New research from Frost & Sullivan: 'Growth Opportunity Assessment of Healthcare IT market in the United Kingdom, Germany, France and Spain', concludes that the focus needs to move from healthcare IT solutions that simply capture data to solutions that can enable data sharing, clinical decision support and value propositions that target and understand specific customer needs.
Between December 2016 and March 2017, Frost & Sullivan conducted a survey of IT managers from 198 hospitals across Western European countries. The report analyses trends, drivers, growth opportunities and challenges for healthcare IT (HTIC) investment.
“In spite of high electronic health record adoption levels, only 15 to 20 per cent of hospitals share data beyond their own organisation,” says Connected Health Senior Research Analyst Shruthi Parakkal. “However, with changing care paradigms, such as a focus on patient centricity, innovation in care delivery models, and demand for workflow efficiency, improving health data continuity will be a key goal for both governments and providers over the next five years. As a result, interoperability, and standards development and adoption will be major priorities across health systems.”

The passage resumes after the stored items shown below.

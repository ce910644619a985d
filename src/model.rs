//! Data models for items and containers.
//!
//! This module defines the input data of a packing run:
//! - `Item`: an object to be packed with raw dimensions, weight and allowed rotation
//! - `Container`: a box type with inner/outer dimensions and weight limits
//!
//! Both implement the traits from the `types` module.

use serde::{Deserialize, Serialize};

use crate::error::ValidationError;
use crate::types::validation::validate_dimensions;
use crate::types::{Dimensional, Dimensions, Rotation, Weighted};

/// An object to be packed.
///
/// # Fields
/// * `description` - Identifier of the item (SKU, name, ...)
/// * `dims` - Raw dimensions as supplied, before any rotation
/// * `weight` - Weight of the item, typically in grams
/// * `allowed_rotation` - Rotations the item tolerates
#[derive(Clone, Debug, PartialEq, Eq, Hash, Serialize, Deserialize)]
pub struct Item {
    pub description: String,
    pub dims: Dimensions,
    pub weight: u32,
    pub allowed_rotation: Rotation,
}

impl Item {
    /// Creates a new item with validation.
    ///
    /// # Returns
    /// `Ok(Item)` for positive dimensions, otherwise `Err(ValidationError)`
    ///
    /// # Examples
    /// ```
    /// use boxpack_lookahead::model::Item;
    /// use boxpack_lookahead::types::{Dimensions, Rotation};
    ///
    /// let item = Item::new("Item", Dimensions::new(4, 10, 10), 10, Rotation::KeepFlat);
    /// assert!(item.is_ok());
    ///
    /// let invalid = Item::new("Item", Dimensions::new(0, 10, 10), 10, Rotation::KeepFlat);
    /// assert!(invalid.is_err());
    /// ```
    pub fn new(
        description: impl Into<String>,
        dims: Dimensions,
        weight: u32,
        allowed_rotation: Rotation,
    ) -> Result<Self, ValidationError> {
        validate_dimensions(dims, "Item")?;
        Ok(Self {
            description: description.into(),
            dims,
            weight,
            allowed_rotation,
        })
    }

    /// Checks whether `other` has the same dimensions, in any order.
    pub fn is_same_dimensions(&self, other: &Item) -> bool {
        self.dims.is_permutation_of(&other.dims)
    }
}

impl Dimensional for Item {
    fn dimensions(&self) -> Dimensions {
        self.dims
    }
}

impl Weighted for Item {
    fn weight(&self) -> u32 {
        self.weight
    }
}

/// A container type items are packed into.
///
/// Only the inner dimensions take part in packing; the outer dimensions are
/// carried for callers that need them (shipping rates, visualisation).
#[derive(Clone, Debug, PartialEq, Eq, Hash, Serialize, Deserialize)]
pub struct Container {
    pub reference: String,
    pub outer: Dimensions,
    pub empty_weight: u32,
    pub inner: Dimensions,
    pub max_weight: u32,
}

impl Container {
    /// Creates a new container type with validation.
    ///
    /// The inner dimensions must be positive and may not exceed the outer ones.
    pub fn new(
        reference: impl Into<String>,
        outer: Dimensions,
        empty_weight: u32,
        inner: Dimensions,
        max_weight: u32,
    ) -> Result<Self, ValidationError> {
        let reference = reference.into();
        validate_dimensions(inner, "Container inner")?;
        if !inner.fits_within(&outer) {
            return Err(ValidationError::InvalidContainer(format!(
                "inner dimensions {inner} of '{reference}' exceed outer dimensions {outer}"
            )));
        }

        Ok(Self {
            reference,
            outer,
            empty_weight,
            inner,
            max_weight,
        })
    }

    /// Volume available for items.
    pub fn inner_volume(&self) -> u64 {
        self.inner.volume()
    }

    /// Maximum weight of items that fit on top of the empty weight.
    pub fn item_capacity(&self) -> u32 {
        self.max_weight.saturating_sub(self.empty_weight)
    }
}

impl Dimensional for Container {
    fn dimensions(&self) -> Dimensions {
        self.inner
    }
}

Approximately one-third of the hospitals interviewed allocate 11 to 20 per cent of their overall annual budget to various healthcare IT solutions, with 70 per cent confirming an average increase of 15 to 20 per cent growth in the budget during the past two to three years. As basic IT infrastructure is almost established in these countries, the increase in budget indicates a growth opportunity for solutions that augment basic infrastructure such as clinical decision support tools, applications for data sharing, integration, privacy and security, healthcare business intelligence, and big data analytics.
“By establishing basic healthcare IT infrastructure, the United Kingdom, Germany, Spain, and France are data creators and have to scale up to become data innovators in the next five years,” noted Parakkal. “For this, healthcare providers have to develop a strategy that derives maximum value out of the current healthcare IT infrastructure by augmenting data utilisation and sharing between systems and providers.”
The HCIT market comprises software solutions used by healthcare providers, namely hospitals, academic medical institutions, secondary care centres and primary care providers. It does not include hardware and devices. From an end-user standpoint, the market is segmented into primary care HCIT and hospital HCIT. The hospital HCIT segment can be further categorized into Clinical Information System (CIS) and Non-Clinical Information System (NCIS, which primarily includes administrative and financial management systems).